Bill Shorten’s Identity Politics

Bill Shorten’s Identity Politics, by Keith Windshuttle.

Although identity politics originated in the 1970s among radical feminists, gays and black power advocates, the movement has taken a very ugly turn ever since Julia Gillard and the Greens formed a minority government in 2010. It has changed democratic politics for the worse, and freed its followers from any reticence about the level of abuse they hurl at opponents.

Identity politics today has overturned the principle, once taken for granted in Australia, that politics is more like sport than warfare. We once thought that, although the other team are your rivals, if you lose to them the proper response is to revise your tactics, train harder and try again next time. You could even have drinks with them after the game.

Today, interest group politics is more like a civil war in which the contenders want to destroy their opponents utterly, so they can never compete again. They prefer the other side dead.

Yet if opinion polls keep going the way they are, in two years time Australia will have a prime minister totally committed to identity politics. Capturing the larger identity groups by taking their side and talking their language has emerged as one of Bill Shorten’s major strategies to defeat the Turnbull government. Shorten rarely misses an opportunity to display his credentials to members of these groups.

In February, in a parliamentary speech about the Closing the Gap Program which measures the outcomes from the $30 billion a year now spent on Aboriginal people, Shorten said, with a straight face, “It’s time for truth-telling.” He then went on to enshrine in Hansard two of the most notorious myths about the treatment of Aboriginal people in early colonial times: “We poisoned the waterholes; we distributed blankets infected with diseases we knew would kill.”

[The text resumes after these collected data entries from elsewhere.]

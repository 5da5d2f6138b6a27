//! Result sinks.
//!
//! The pipeline hands its tables to a [`ReconciliationSink`] only after every
//! stage has succeeded. [`FileSink`] writes them next to each other in one
//! directory, each file first to a temporary sibling that is then renamed
//! over the destination.

use std::fs::{self, File};
use std::io::BufWriter;
use std::path::{Path, PathBuf};
use std::time::Instant;

use polars::prelude::DataFrame;
use tracing::{debug, info};

use nfse_model::{OutputConfig, OutputFormat};

use crate::delimited::write_csv;
use crate::error::{OutputError, Result};
use crate::xlsx::{COMPARISON_SHEET, RESULT_SHEET, write_xlsx};

/// Receives the result tables of one run.
pub trait ReconciliationSink {
    /// Authority records with no ledger counterpart.
    fn emit_unmatched(&mut self, df: &DataFrame) -> Result<()>;

    /// Regional totals side by side.
    fn emit_comparison(&mut self, df: &DataFrame) -> Result<()>;

    /// A cleaned source table, written only when asked for.
    fn emit_normalized(&mut self, name: &str, df: &DataFrame) -> Result<()>;
}

/// Writes result tables as CSV, XLSX or both into one directory.
///
/// File stems: `<base_name>` for the unmatched records,
/// `<base_name>_comparison` for the comparison, `<base_name>_<name>` for
/// normalized source tables.
#[derive(Debug, Clone)]
pub struct FileSink {
    dir: PathBuf,
    base_name: String,
    format: OutputFormat,
    bom: bool,
    written: Vec<PathBuf>,
}

impl FileSink {
    pub fn new(config: &OutputConfig) -> Self {
        Self {
            dir: config.dir.clone(),
            base_name: config.base_name.trim().to_string(),
            format: config.format,
            bom: config.bom,
            written: Vec::new(),
        }
    }

    /// Files written so far, in write order.
    pub fn written_files(&self) -> &[PathBuf] {
        &self.written
    }

    /// Paths the sink writes for `stem`, in write order.
    pub fn planned_paths(&self, stem: &str) -> Vec<PathBuf> {
        let mut paths = Vec::new();
        if self.format.writes_csv() {
            paths.push(self.dir.join(format!("{stem}.csv")));
        }
        if self.format.writes_xlsx() {
            paths.push(self.dir.join(format!("{stem}.xlsx")));
        }
        paths
    }

    pub fn unmatched_stem(&self) -> String {
        self.base_name.clone()
    }

    pub fn comparison_stem(&self) -> String {
        format!("{}_comparison", self.base_name)
    }

    pub fn normalized_stem(&self, name: &str) -> String {
        format!("{}_{name}", self.base_name)
    }

    fn write_table(&mut self, stem: &str, sheet: &str, df: &DataFrame) -> Result<()> {
        let start = Instant::now();
        fs::create_dir_all(&self.dir).map_err(|source| OutputError::CreateDir {
            path: self.dir.clone(),
            source,
        })?;
        let bom = self.bom;
        for path in self.planned_paths(stem) {
            let is_xlsx = path.extension().is_some_and(|ext| ext == "xlsx");
            replace_atomically(&path, |tmp| {
                if is_xlsx {
                    write_xlsx(tmp, df, sheet).map_err(|error| OutputError::Xlsx {
                        path: path.clone(),
                        message: error.to_string(),
                    })
                } else {
                    let file = File::create(tmp).map_err(|source| OutputError::Write {
                        path: tmp.to_path_buf(),
                        source,
                    })?;
                    write_csv(BufWriter::new(file), df, bom).map_err(|error| OutputError::Csv {
                        path: path.clone(),
                        message: error.to_string(),
                    })
                }
            })?;
            self.written.push(path);
        }
        debug!(
            stem,
            rows = df.height(),
            duration_ms = start.elapsed().as_millis(),
            "table written"
        );
        Ok(())
    }
}

impl ReconciliationSink for FileSink {
    fn emit_unmatched(&mut self, df: &DataFrame) -> Result<()> {
        let stem = self.unmatched_stem();
        self.write_table(&stem, RESULT_SHEET, df)?;
        info!(rows = df.height(), dir = %self.dir.display(), stem = %stem, "unmatched records written");
        Ok(())
    }

    fn emit_comparison(&mut self, df: &DataFrame) -> Result<()> {
        let stem = self.comparison_stem();
        self.write_table(&stem, COMPARISON_SHEET, df)
    }

    fn emit_normalized(&mut self, name: &str, df: &DataFrame) -> Result<()> {
        let stem = self.normalized_stem(name);
        self.write_table(&stem, name, df)
    }
}

/// Run `write` against `<path>.tmp`, then rename it over `path`.
///
/// On failure the temporary file is removed and `path` is left untouched.
fn replace_atomically<F>(path: &Path, write: F) -> Result<()>
where
    F: FnOnce(&Path) -> Result<()>,
{
    let mut tmp_name = path.as_os_str().to_owned();
    tmp_name.push(".tmp");
    let tmp = PathBuf::from(tmp_name);
    if let Err(error) = write(&tmp) {
        let _ = fs::remove_file(&tmp);
        return Err(error);
    }
    fs::rename(&tmp, path).map_err(|source| {
        let _ = fs::remove_file(&tmp);
        OutputError::Replace {
            path: path.to_path_buf(),
            source,
        }
    })
}

#[cfg(test)]
mod tests {
    use super::*;

    fn sink(format: OutputFormat) -> FileSink {
        FileSink::new(&OutputConfig {
            dir: PathBuf::from("out"),
            base_name: " clientes_para_busca ".to_string(),
            format,
            ..OutputConfig::default()
        })
    }

    #[test]
    fn stems_follow_base_name() {
        let sink = sink(OutputFormat::Csv);
        assert_eq!(sink.unmatched_stem(), "clientes_para_busca");
        assert_eq!(sink.comparison_stem(), "clientes_para_busca_comparison");
        assert_eq!(sink.normalized_stem("ledger"), "clientes_para_busca_ledger");
    }

    #[test]
    fn planned_paths_per_format() {
        let both = sink(OutputFormat::Both).planned_paths("x");
        assert_eq!(both, vec![PathBuf::from("out/x.csv"), PathBuf::from("out/x.xlsx")]);
        let xlsx = sink(OutputFormat::Xlsx).planned_paths("x");
        assert_eq!(xlsx, vec![PathBuf::from("out/x.xlsx")]);
    }
}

Both tales are historical fictions. …

The evil of identity politics summed up:

Identity politics needs to be seen as the antithesis of democratic politics. Each identity group is taught that its members are victims of the wider society’s intolerance, and so separate rights and expensive special treatments are their cures.

Identity politics is the most divisive version of relationship a nation can have with its people. Each group pursues its own aims, irrespective of their influence on the national interest. Each group has its own values, its own set of moral principles, its own version of its rights. There are no universal rights.

This is a set of views deriving from multiculturalism and cultural relativism. Its logical conclusion is that child brides, pederasty, the subjugation of women, genital mutilation, and the killing of infidels are culturally, and thus morally, sanctioned. Each culture is entitled to its own “narratives” too, and so generates its own set of historical facts that sanction its sense of victimhood.